Por isso, os ciganos viveram em constante nomadismo, excluídos economicamente e socialmente da sociedade, e erigindo, por seu turno, barreiras protectoras em seu redor, até conquistarem a cidadania com a Constituição de 1822. Uma nova vaga de ciganos chegou a Portugal, pelo norte, no final do século XIX, no âmbito de uma terceira onda migratória na Europa. Em 1920, já em plena República, o regulamento da GNR prescrevia “severa vigilância” sobre os nómadas, e esta perseguição continuou, pelo menos, até 1985, havendo casos esporádicos de expulsão de ciganos, constitucionalmente impedida, como ocorreu, em 1993, em Ponte de Lima. É certo que muito há a fazer.

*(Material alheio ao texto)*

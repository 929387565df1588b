//! Core types for comparing numerical solutions of Newton's law of cooling.
//!
//! This crate defines the shared vocabulary that the engine and dispatcher
//! build on:
//!
//! - [`Parameters`]: one computation request
//! - [`MethodKind`]: the fixed set of approximation methods
//! - [`CoolingLaw`]: the cooling equation and its closed-form solution
//! - [`Solution`] and [`ApproximationSeries`]: the index-aligned output
//! - [`StepIntegrable`]: stepping a state by `derivative * delta`
//!
//! # Features
//!
//! - `serde-derive` (default): derives `Serialize` and `Deserialize` for the
//!   request and output types.

mod error;
mod law;
mod method;
mod parameters;
mod solution;
mod step;

pub use error::{AlignmentError, ParameterError};
pub use law::CoolingLaw;
pub use method::MethodKind;
pub use parameters::Parameters;
pub use solution::{ApproximationSeries, Sample, Solution};
pub use step::StepIntegrable;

Há quem chame ao Chega o “pelotão da frente” da direita “democrática! Pelo contrário, o que há a fazer é lutar contra a exclusão e o ódio racial, distinguir entre o bem e o mal e agir em consequência, de forma ética e decente. Porque hoje os alvos são os ciganos, e amanhã?

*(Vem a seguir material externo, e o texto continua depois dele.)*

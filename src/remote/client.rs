use reqwest::{RequestBuilder, Response};
use serde_json::{Map, Value};
use std::collections::HashSet;
use std::sync::Arc;
use tracing::debug;
use url::Url;

use super::wire::{
  decode_fields, encode_fields, ApiDocument, ApiErrorResponse, ApiListResponse, ApiWriteRequest,
};
use crate::cart::CartSink;
use crate::catalog::{CatalogItem, CatalogSource};
use crate::config::StoreConfig;
use crate::error::{CartWriteError, FetchError};

/// Documents requested per page when listing a collection.
const PAGE_SIZE: u32 = 300;

/// Document store REST client.
#[derive(Clone)]
pub struct DocumentClient {
  inner: Arc<DocumentClientInner>,
}

struct DocumentClientInner {
  http: reqwest::Client,
  /// `.../documents/`, collections are joined onto it
  documents_url: Url,
  api_key: Option<String>,
  id_token: Option<String>,
  books_collection: String,
  cart_collection: String,
}

impl DocumentClient {
  pub fn new(config: &StoreConfig, id_token: Option<String>) -> Result<Self, url::ParseError> {
    let documents_url = Url::parse(&format!(
      "{}/v1/projects/{}/databases/{}/documents/",
      config.base_url.trim_end_matches('/'),
      config.project_id,
      config.database,
    ))?;

    Ok(Self {
      inner: Arc::new(DocumentClientInner {
        http: reqwest::Client::new(),
        documents_url,
        api_key: config.api_key.clone(),
        id_token,
        books_collection: config.books_collection.clone(),
        cart_collection: config.cart_collection.clone(),
      }),
    })
  }

  fn collection_url(&self, collection: &str) -> Result<Url, url::ParseError> {
    let mut url = self.inner.documents_url.join(collection)?;
    if let Some(key) = &self.inner.api_key {
      url.query_pairs_mut().append_pair("key", key);
    }
    Ok(url)
  }

  fn authorize(&self, request: RequestBuilder) -> RequestBuilder {
    match &self.inner.id_token {
      Some(token) => request.bearer_auth(token),
      None => request,
    }
  }

  /// Read every document in `collection`, following page tokens to the end.
  ///
  /// A token that comes back twice fails the listing rather than looping.
  pub async fn list_documents(&self, collection: &str) -> Result<Vec<ApiDocument>, FetchError> {
    let mut all_documents = Vec::new();
    let mut page_token: Option<String> = None;
    let mut seen_tokens = HashSet::new();

    loop {
      let mut url = self.collection_url(collection)?;
      {
        let mut query = url.query_pairs_mut();
        query.append_pair("pageSize", &PAGE_SIZE.to_string());
        if let Some(token) = &page_token {
          query.append_pair("pageToken", token);
        }
      }

      let response = self.authorize(self.inner.http.get(url)).send().await?;
      let response = check_status(response)
        .await
        .map_err(|(status, message)| FetchError::Status { status, message })?;
      let page: ApiListResponse = response.json().await?;

      debug!(collection, count = page.documents.len(), "fetched page");
      all_documents.extend(page.documents);

      match page.next_page_token {
        Some(token) if token.is_empty() => break,
        Some(token) if !seen_tokens.insert(token.clone()) => {
          return Err(FetchError::RepeatedPageToken(token));
        }
        Some(token) => page_token = Some(token),
        None => break,
      }
    }

    Ok(all_documents)
  }

  /// Create a document in `collection` with a store-assigned id.
  pub async fn create_document(
    &self,
    collection: &str,
    fields: &Map<String, Value>,
  ) -> Result<String, CartWriteError> {
    let url = self.collection_url(collection)?;
    let body = ApiWriteRequest {
      fields: encode_fields(fields),
    };

    let response = self
      .authorize(self.inner.http.post(url))
      .json(&body)
      .send()
      .await?;
    let response = check_status(response)
      .await
      .map_err(|(status, message)| CartWriteError::Status { status, message })?;
    let created: ApiDocument = response.json().await?;

    Ok(created.id().to_string())
  }
}

/// Pass successful responses through; turn the rest into `(status, message)`.
async fn check_status(response: Response) -> Result<Response, (u16, String)> {
  let status = response.status();
  if status.is_success() {
    return Ok(response);
  }

  let body = response.text().await.unwrap_or_default();
  let message = match serde_json::from_str::<ApiErrorResponse>(&body) {
    Ok(parsed) if parsed.error.status.is_empty() => parsed.error.message,
    Ok(parsed) => format!("{}: {}", parsed.error.status, parsed.error.message),
    Err(_) => body,
  };
  Err((status.as_u16(), message))
}

impl CatalogSource for DocumentClient {
  async fn fetch_catalog(&self) -> Result<Vec<CatalogItem>, FetchError> {
    let documents = self.list_documents(&self.inner.books_collection).await?;

    documents
      .into_iter()
      .map(|doc| {
        let id = doc.id().to_string();
        CatalogItem::from_document(&id, decode_fields(doc.fields))
          .map_err(|source| FetchError::Decode { id, source })
      })
      .collect()
  }
}

impl CartSink for DocumentClient {
  async fn append(&self, fields: Map<String, Value>) -> Result<String, CartWriteError> {
    self
      .create_document(&self.inner.cart_collection, &fields)
      .await
  }
}
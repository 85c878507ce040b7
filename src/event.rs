use crossterm::event::{self, Event as CrosstermEvent, KeyEvent, KeyEventKind};
use std::time::Duration;
use tokio::sync::mpsc;
use tracing::debug;

use crate::notify::{Alert, Notifier};

/// Application events
#[derive(Debug)]
pub enum Event {
  /// Terminal key press
  Key(KeyEvent),
  /// Periodic tick for UI refresh and catalog polling
  Tick,
  /// Something to show the user in a modal
  Alert(Alert),
}

/// Event handler that produces events from terminal input and a tick timer
pub struct EventHandler {
  tx: mpsc::UnboundedSender<Event>,
  rx: mpsc::UnboundedReceiver<Event>,
}

impl EventHandler {
  /// Create a new event handler with the given tick rate
  pub fn new(tick_rate: Duration) -> Self {
    let (tx, rx) = mpsc::unbounded_channel();
    let reader_tx = tx.clone();

    // Terminal polling blocks, keep it off the async workers
    tokio::task::spawn_blocking(move || loop {
      let evt = if event::poll(tick_rate).unwrap_or(false) {
        match event::read() {
          Ok(CrosstermEvent::Key(key)) if key.kind == KeyEventKind::Press => Event::Key(key),
          _ => continue,
        }
      } else {
        Event::Tick
      };
      if reader_tx.send(evt).is_err() {
        break;
      }
    });

    Self { tx, rx }
  }

  /// Sender for async tasks that need to reach the event loop
  pub fn sender(&self) -> mpsc::UnboundedSender<Event> {
    self.tx.clone()
  }

  /// Receive the next event
  pub async fn next(&mut self) -> Option<Event> {
    self.rx.recv().await
  }
}

impl Notifier for mpsc::UnboundedSender<Event> {
  fn notify(&self, alert: Alert) {
    if self.send(Event::Alert(alert)).is_err() {
      debug!("alert dropped, event loop gone");
    }
  }
}
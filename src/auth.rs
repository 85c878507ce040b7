//! Email/password sign-in.

use serde::{Deserialize, Serialize};
use std::future::Future;
use tracing::{info, warn};

use crate::notify::{Alert, Notifier};

const SIGN_IN_URL: &str = "https://identitytoolkit.googleapis.com/v1/accounts:signInWithPassword";

/// Outcome of a login attempt.
#[derive(Debug, Clone, PartialEq, Eq)]
pub struct LoginResponse {
  pub success: bool,
  pub message: String,
  /// Bearer token for store requests, on success
  pub id_token: Option<String>,
}

impl LoginResponse {
  fn failed(message: impl Into<String>) -> Self {
    Self {
      success: false,
      message: message.into(),
      id_token: None,
    }
  }
}

pub trait Authenticator: Send + Sync {
  fn login(&self, email: &str, password: &str) -> impl Future<Output = LoginResponse> + Send;
}

/// Validate the fields, log in, and alert on anything that went wrong.
///
/// Returns the ID token on success.
pub async fn sign_in<A, N>(auth: &A, notifier: &N, email: &str, password: &str) -> Option<String>
where
  A: Authenticator,
  N: Notifier,
{
  if email.is_empty() || password.is_empty() {
    notifier.notify(Alert::new("Sign In", "Please fill all the fields"));
    return None;
  }

  let response = auth.login(email, password).await;
  if response.success {
    info!(email, "signed in");
    response.id_token
  } else {
    warn!(email, message = %response.message, "sign in failed");
    notifier.notify(Alert::new("Sign In", response.message));
    None
  }
}

/// Password sign-in against the identity toolkit REST API.
#[derive(Clone)]
pub struct PasswordAuth {
  http: reqwest::Client,
  api_key: String,
}

#[derive(Serialize)]
#[serde(rename_all = "camelCase")]
struct SignInRequest<'a> {
  email: &'a str,
  password: &'a str,
  return_secure_token: bool,
}

#[derive(Deserialize)]
#[serde(rename_all = "camelCase")]
struct SignInResponse {
  id_token: String,
}

#[derive(Deserialize)]
struct SignInError {
  error: SignInErrorBody,
}

#[derive(Deserialize)]
struct SignInErrorBody {
  message: String,
}

impl PasswordAuth {
  pub fn new(api_key: impl Into<String>) -> Self {
    Self {
      http: reqwest::Client::new(),
      api_key: api_key.into(),
    }
  }
}

impl Authenticator for PasswordAuth {
  async fn login(&self, email: &str, password: &str) -> LoginResponse {
    let request = SignInRequest {
      email,
      password,
      return_secure_token: true,
    };

    let response = match self
      .http
      .post(SIGN_IN_URL)
      .query(&[("key", self.api_key.as_str())])
      .json(&request)
      .send()
      .await
    {
      Ok(r) => r,
      Err(e) => return LoginResponse::failed(format!("Could not reach sign-in service: {}", e)),
    };

    if response.status().is_success() {
      match response.json::<SignInResponse>().await {
        Ok(body) => LoginResponse {
          success: true,
          message: String::new(),
          id_token: Some(body.id_token),
        },
        Err(e) => LoginResponse::failed(format!("Unexpected sign-in response: {}", e)),
      }
    } else {
      match response.json::<SignInError>().await {
        Ok(body) => LoginResponse::failed(describe_error(&body.error.message)),
        Err(_) => LoginResponse::failed("Sign in failed"),
      }
    }
  }
}

/// Human-readable text for the service's error codes.
fn describe_error(code: &str) -> String {
  // Codes may carry a suffix, e.g. "TOO_MANY_ATTEMPTS_TRY_LATER : ..."
  let code = code.split(':').next().unwrap_or(code).trim();
  match code {
    "EMAIL_NOT_FOUND" | "INVALID_PASSWORD" | "INVALID_LOGIN_CREDENTIALS" => {
      "Invalid email or password".to_string()
    }
    "INVALID_EMAIL" => "Invalid email".to_string(),
    "USER_DISABLED" => "This account has been disabled".to_string(),
    "TOO_MANY_ATTEMPTS_TRY_LATER" => "Too many attempts, try again later".to_string(),
    other => other.to_string(),
  }
}

#[cfg(test)]
mod tests {
  use super::*;
  use std::sync::atomic::{AtomicUsize, Ordering};
  use tokio::sync::mpsc;

  struct FakeAuth {
    accept: bool,
    calls: AtomicUsize,
  }

  impl FakeAuth {
    fn new(accept: bool) -> Self {
      Self {
        accept,
        calls: AtomicUsize::new(0),
      }
    }
  }

  impl Authenticator for FakeAuth {
    async fn login(&self, _email: &str, _password: &str) -> LoginResponse {
      self.calls.fetch_add(1, Ordering::SeqCst);
      if self.accept {
        LoginResponse {
          success: true,
          message: String::new(),
          id_token: Some("tok".to_string()),
        }
      } else {
        LoginResponse::failed("Invalid email or password")
      }
    }
  }

  #[tokio::test]
  async fn test_empty_fields_skip_login() {
    let auth = FakeAuth::new(true);
    let (tx, mut rx) = mpsc::unbounded_channel::<Alert>();

    assert_eq!(sign_in(&auth, &tx, "", "secret").await, None);
    assert_eq!(auth.calls.load(Ordering::SeqCst), 0);
    assert_eq!(
      rx.try_recv().unwrap(),
      Alert::new("Sign In", "Please fill all the fields")
    );
  }

  #[tokio::test]
  async fn test_successful_sign_in_returns_token() {
    let auth = FakeAuth::new(true);
    let (tx, mut rx) = mpsc::unbounded_channel::<Alert>();

    let token = sign_in(&auth, &tx, "reader@example.com", "secret").await;
    assert_eq!(token.as_deref(), Some("tok"));
    assert!(rx.try_recv().is_err());
  }

  #[tokio::test]
  async fn test_failed_sign_in_alerts_message() {
    let auth = FakeAuth::new(false);
    let (tx, mut rx) = mpsc::unbounded_channel::<Alert>();

    assert_eq!(sign_in(&auth, &tx, "reader@example.com", "nope").await, None);
    assert_eq!(
      rx.try_recv().unwrap(),
      Alert::new("Sign In", "Invalid email or password")
    );
  }

  #[test]
  fn test_describe_error() {
    assert_eq!(describe_error("INVALID_PASSWORD"), "Invalid email or password");
    assert_eq!(
      describe_error("TOO_MANY_ATTEMPTS_TRY_LATER : Access disabled"),
      "Too many attempts, try again later"
    );
    assert_eq!(describe_error("SOMETHING_NEW"), "SOMETHING_NEW");
  }
}
//! Catalog snapshot, its derived views, and the store that keeps it current.

pub mod item;
pub mod store;
pub mod view;

pub use item::CatalogItem;
pub use store::{CatalogSource, CatalogState, CatalogStore, SnapshotSource};
pub use view::{project, SortKey};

Em Portugal, segundo dados de 2017, vivem cerca de 37 mil pessoas de etnia cigana, que representam cerca de 0,3% da população do país e 0,2% dos cerca de 18 milhões de ciganos do continente europeu. Tem de haver políticas de integração, de eliminação da pobreza, do analfabetismo e da discriminação. O Estudo Nacional das Comunidades Ciganas, de 2014, estimou que 27,1% de indivíduos de etnia cigana não sabiam ler nem escrever e apenas 2,3% frequentava o ensino secundário.

Cerca de 48% dos ciganos admitiu já ter passado fome e, recentemente, estimou-se que 32% viviam em alojamentos precários e, em 2016, que a taxa de participação dos ciganos portugueses no mercado de trabalho formal era de 35%. Mais de 76% dos ciganos denunciavam já terem sentido discriminação. Quanto ao tão apregoado Rendimento Social de Inserção, que, mais do que a necessária integração, visa garantir a sobrevivência de famílias, em 2019, dele beneficiaram 93.132 famílias – 2,32% das residentes em Portugal –, 4500 das quais de etnia cigana, ou seja, 3,8%.

Felizmente, assiste-se ao surgimento de um associativismo cigano e a uma lenta, mas crescente, integração de ciganos no espaço social e político, como revelaram as últimas eleições presidenciais, com o envolvimento no voto de parte das comunidades ciganas. Para quando um deputado cigano na AR, onde, tristemente, existe alguém cujo único programa consiste em espalhar o ódio destrutivo, a xenofobia e o racismo? E há quem chame ao Chega o “pelotão da frente” da direita “democrática! Pelo contrário, o que há a fazer é lutar contra a exclusão e o ódio racial, distinguir entre o bem e o mal e agir em consequência, de forma ética e decente. Porque hoje os alvos são os ciganos, e amanhã?